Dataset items
>>>>
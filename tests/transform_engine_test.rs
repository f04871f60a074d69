// 変換エンジンの統合テスト

mod common;

use common::PRISMA_INIT_MIGRATION;
use dsql_migrate::{format_stats, transform, TransformOptions};

fn no_header() -> TransformOptions {
    TransformOptions::without_header()
}

#[test]
fn test_prisma_init_migration() {
    let result = transform(PRISMA_INIT_MIGRATION, &no_header());

    assert_eq!(result.stats.statements_processed, 4);
    assert_eq!(result.stats.indexes_converted, 2);
    assert_eq!(result.stats.foreign_keys_removed, 1);
    assert_eq!(result.warnings.len(), 1);
    assert!(result.unsupported_statements.is_empty());

    assert!(result.sql.contains("CREATE UNIQUE INDEX ASYNC \"owner_name_key\""));
    assert!(result.sql.contains("CREATE INDEX ASYNC \"pet_ownerId_idx\""));
    assert!(!result.sql.contains("FOREIGN KEY"));
    assert!(!result.sql.contains("REFERENCES"));
    assert!(!result.sql.contains("-- AddForeignKey"));
    assert_eq!(result.sql.matches("BEGIN;").count(), 4);
    assert_eq!(result.sql.matches("COMMIT;").count(), 4);
    assert!(result.sql.starts_with("-- CreateTable\nBEGIN;\nCREATE TABLE \"owner\" ("));
    assert!(result.sql.ends_with("COMMIT;\n"));
    assert!(!result.sql.ends_with("\n\n"));
}

#[test]
fn test_foreign_key_warning_mentions_relation_mode() {
    let result = transform(PRISMA_INIT_MIGRATION, &no_header());
    assert!(result.warnings[0].contains("relationMode"));
    assert!(result.warnings[0].contains("application-layer"));
}

#[test]
fn test_multiple_foreign_keys_single_warning() {
    let sql = r#"
ALTER TABLE "a" ADD CONSTRAINT "a_b_fkey" FOREIGN KEY ("b") REFERENCES "b"("id");
ALTER TABLE "c" ADD CONSTRAINT "c_d_fkey" FOREIGN KEY ("d") REFERENCES "d"("id");
"#;
    let result = transform(sql, &no_header());
    assert_eq!(result.stats.foreign_keys_removed, 2);
    assert_eq!(result.warnings.len(), 1);
    assert_eq!(result.sql, "");
}

#[test]
fn test_no_foreign_keys_no_warnings() {
    let result = transform("CREATE TABLE \"t\" (\"id\" INT);", &no_header());
    assert!(result.warnings.is_empty());
    assert_eq!(result.stats.foreign_keys_removed, 0);
}

#[test]
fn test_create_index_converted() {
    let result = transform("CREATE INDEX \"n\" ON \"t\"(\"c\")", &no_header());
    assert!(result.sql.contains("CREATE INDEX ASYNC"));
    assert_eq!(result.stats.indexes_converted, 1);

    let result = transform("CREATE UNIQUE INDEX \"n\" ON \"t\"(\"c\")", &no_header());
    assert!(result.sql.contains("CREATE UNIQUE INDEX ASYNC"));
    assert_eq!(result.stats.indexes_converted, 1);
}

#[test]
fn test_mixed_async_indexes() {
    let sql = r#"
CREATE INDEX ASYNC "a_idx" ON "t"("a");
CREATE INDEX "b_idx" ON "t"("b");
CREATE UNIQUE INDEX ASYNC "c_key" ON "t"("c");
CREATE UNIQUE INDEX "d_key" ON "t"("d");
"#;
    let result = transform(sql, &no_header());
    assert_eq!(result.stats.indexes_converted, 2);
    assert_eq!(result.stats.statements_processed, 4);
    assert!(!result.sql.contains("ASYNC ASYNC"));
}

#[test]
fn test_references_named_identifiers_preserved() {
    let sql = r#"
CREATE TABLE "references" ("id" TEXT NOT NULL, "foreign_key" TEXT);
ALTER TABLE "references" ADD COLUMN "references" TEXT;
CREATE INDEX "references_foreign_key_idx" ON "references"("foreign_key");
"#;
    let result = transform(sql, &no_header());
    assert_eq!(result.stats.statements_processed, 3);
    assert_eq!(result.stats.foreign_keys_removed, 0);
    assert!(result.warnings.is_empty());
    assert!(result.sql.contains("CREATE TABLE \"references\""));
    assert!(result.sql.contains("ADD COLUMN \"references\" TEXT"));
}

#[test]
fn test_compound_alter_with_paired_constraint() {
    let sql = r#"ALTER TABLE "vet" DROP CONSTRAINT "vet_pkey", ADD COLUMN "phone" VARCHAR(20), ADD CONSTRAINT "vet_pkey" PRIMARY KEY ("id");"#;

    let result = transform(sql, &no_header());
    assert_eq!(result.unsupported_statements.len(), 1);
    assert!(result.unsupported_statements[0].contains("DROP CONSTRAINT"));
    assert!(result.sql.contains("ADD COLUMN"));
    assert!(result.sql.contains("phone"));
    assert!(!result.sql.contains("ADD CONSTRAINT"));
    assert!(!result.sql.contains("PRIMARY KEY"));

    let forced = transform(sql, &no_header().with_force(true));
    assert_eq!(forced.sql, result.sql);
    assert_eq!(forced.stats.statements_processed, 1);
    assert_eq!(forced.unsupported_statements.len(), 1);
}

#[test]
fn test_compound_alter_only_paired_clauses() {
    let sql = r#"ALTER TABLE "vet" DROP CONSTRAINT "vet_pkey", ADD CONSTRAINT "vet_pkey" PRIMARY KEY ("id", "clinicId");"#;
    let result = transform(sql, &no_header());
    assert_eq!(result.sql, "");
    assert_eq!(result.stats.statements_processed, 0);
    assert_eq!(result.unsupported_statements.len(), 1);
}

#[test]
fn test_multiline_compound_alter() {
    let sql = "-- AlterTable\nALTER TABLE \"vet\" DROP CONSTRAINT \"vet_pkey\",\nADD COLUMN \"phone\" VARCHAR(20),\nADD COLUMN \"email\" TEXT,\nADD CONSTRAINT \"vet_pkey\" PRIMARY KEY (\"id\");\n";
    let result = transform(sql, &no_header());
    assert_eq!(
        result.sql,
        "-- AlterTable\nBEGIN;\nALTER TABLE \"vet\" ADD COLUMN \"phone\" VARCHAR(20),\nADD COLUMN \"email\" TEXT;\nCOMMIT;\n"
    );
}

#[test]
fn test_idempotent_retransform() {
    let first = transform(PRISMA_INIT_MIGRATION, &no_header());
    let second = transform(&first.sql, &no_header());

    assert_eq!(second.stats.indexes_converted, 0);
    assert_eq!(second.sql, first.sql);
    assert!(!second.sql.contains("BEGIN;\nBEGIN;"));
}

#[test]
fn test_idempotent_retransform_with_header() {
    let options = TransformOptions::default();
    let first = transform(PRISMA_INIT_MIGRATION, &options);
    let second = transform(&first.sql, &options);

    assert_eq!(second.sql, first.sql);
    assert_eq!(second.sql.matches("Transformed for Aurora DSQL").count(), 1);
}

#[test]
fn test_already_wrapped_statement() {
    let sql = "BEGIN;\nCREATE TABLE \"t\" (\"id\" INT);\nCOMMIT;\n";
    let result = transform(sql, &no_header());
    assert_eq!(result.sql.matches("BEGIN;").count(), 1);
    assert_eq!(result.sql.matches("COMMIT;").count(), 1);
    assert_eq!(result.stats.statements_processed, 1);
}

#[test]
fn test_header_included_by_default() {
    let result = transform("CREATE TABLE \"t\" (\"id\" INT);", &TransformOptions::default());
    assert!(result.sql.contains("Transformed for Aurora DSQL"));
}

#[test]
fn test_empty_and_comment_only_input() {
    for sql in ["", "   \n\n", "-- nothing here\n-- at all\n"] {
        let result = transform(sql, &TransformOptions::default());
        assert_eq!(result.sql, "");
        assert_eq!(result.stats.statements_processed, 0);
        assert_eq!(result.stats.indexes_converted, 0);
        assert_eq!(result.stats.foreign_keys_removed, 0);
        assert!(result.warnings.is_empty());
        assert!(result.unsupported_statements.is_empty());
    }
}

#[test]
fn test_semicolons_inside_literals_and_functions() {
    let sql = r#"
CREATE TABLE "note" ("body" TEXT DEFAULT 'a;b');
CREATE FUNCTION f() RETURNS INT AS $$ SELECT 1; $$ LANGUAGE sql;
"#;
    let result = transform(sql, &no_header());
    assert_eq!(result.stats.statements_processed, 2);
    assert!(result.sql.contains("DEFAULT 'a;b'"));
    assert!(result.sql.contains("$$ SELECT 1; $$"));
}

#[test]
fn test_unterminated_quote_becomes_final_statement() {
    let result = transform("CREATE TABLE \"t\" (\"id\" INT); SELECT 'open", &no_header());
    assert_eq!(result.stats.statements_processed, 2);
    assert!(result.sql.contains("SELECT 'open"));
}

#[test]
fn test_format_stats_summary() {
    let result = transform(PRISMA_INIT_MIGRATION, &no_header());
    let text = format_stats(&result);

    assert!(text.contains("4 statement(s)"));
    assert!(text.contains("2 index(es)"));
    assert!(text.contains("1 foreign key"));
    assert!(text.lines().any(|line| line.starts_with('⚠')));
}

#[test]
fn test_multiline_literal_with_dash_line_survives() {
    let sql = "INSERT INTO \"t\" (\"v\") VALUES ('first line\n-- second line');\nSELECT 1;";
    let result = transform(sql, &no_header());

    assert_eq!(result.stats.statements_processed, 2);
    assert!(result
        .sql
        .contains("VALUES ('first line\n-- second line');\nCOMMIT;"));
    assert_eq!(transform(&result.sql, &no_header()).sql, result.sql);
}

#[test]
fn test_commented_clause_in_rewritten_alter() {
    let sql = "ALTER TABLE \"vet\" DROP CONSTRAINT \"vet_pkey\",\nADD COLUMN \"a\" INT -- first\n, ADD COLUMN \"b\" INT,\nADD CONSTRAINT \"vet_pkey\" PRIMARY KEY (\"id\");";
    let result = transform(sql, &no_header());

    assert!(!result.sql.contains("-- first,"));
    assert!(result
        .sql
        .contains("ALTER TABLE \"vet\" ADD COLUMN \"a\" INT,\nADD COLUMN \"b\" INT;"));
    assert_eq!(result.unsupported_statements.len(), 1);
    assert_eq!(transform(&result.sql, &no_header()).sql, result.sql);
}

#[test]
fn test_comment_before_transaction_marker() {
    let sql = "/* migration */ BEGIN;\nCREATE TABLE \"t\" (\"id\" INT);\nCOMMIT;";
    let result = transform(sql, &no_header());

    assert_eq!(result.stats.statements_processed, 1);
    assert_eq!(result.sql.matches("BEGIN;").count(), 1);
    assert_eq!(result.sql.matches("COMMIT;").count(), 1);
    assert_eq!(result.sql, "BEGIN;\nCREATE TABLE \"t\" (\"id\" INT);\nCOMMIT;\n");
}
<<<<
TASK:
List every line above containing the word "nBEGIN".

RESPONSE FOR THIS EXERCISE:
    assert!(result.sql.starts_with("-- CreateTable\nBEGIN;\nCREATE TABLE \"owner\" ("));
        "-- AlterTable\nBEGIN;\nALTER TABLE \"vet\" ADD COLUMN \"phone\" VARCHAR(20),\nADD COLUMN \"email\" TEXT;\nCOMMIT;\n"
    assert!(!second.sql.contains("BEGIN;\nBEGIN;"));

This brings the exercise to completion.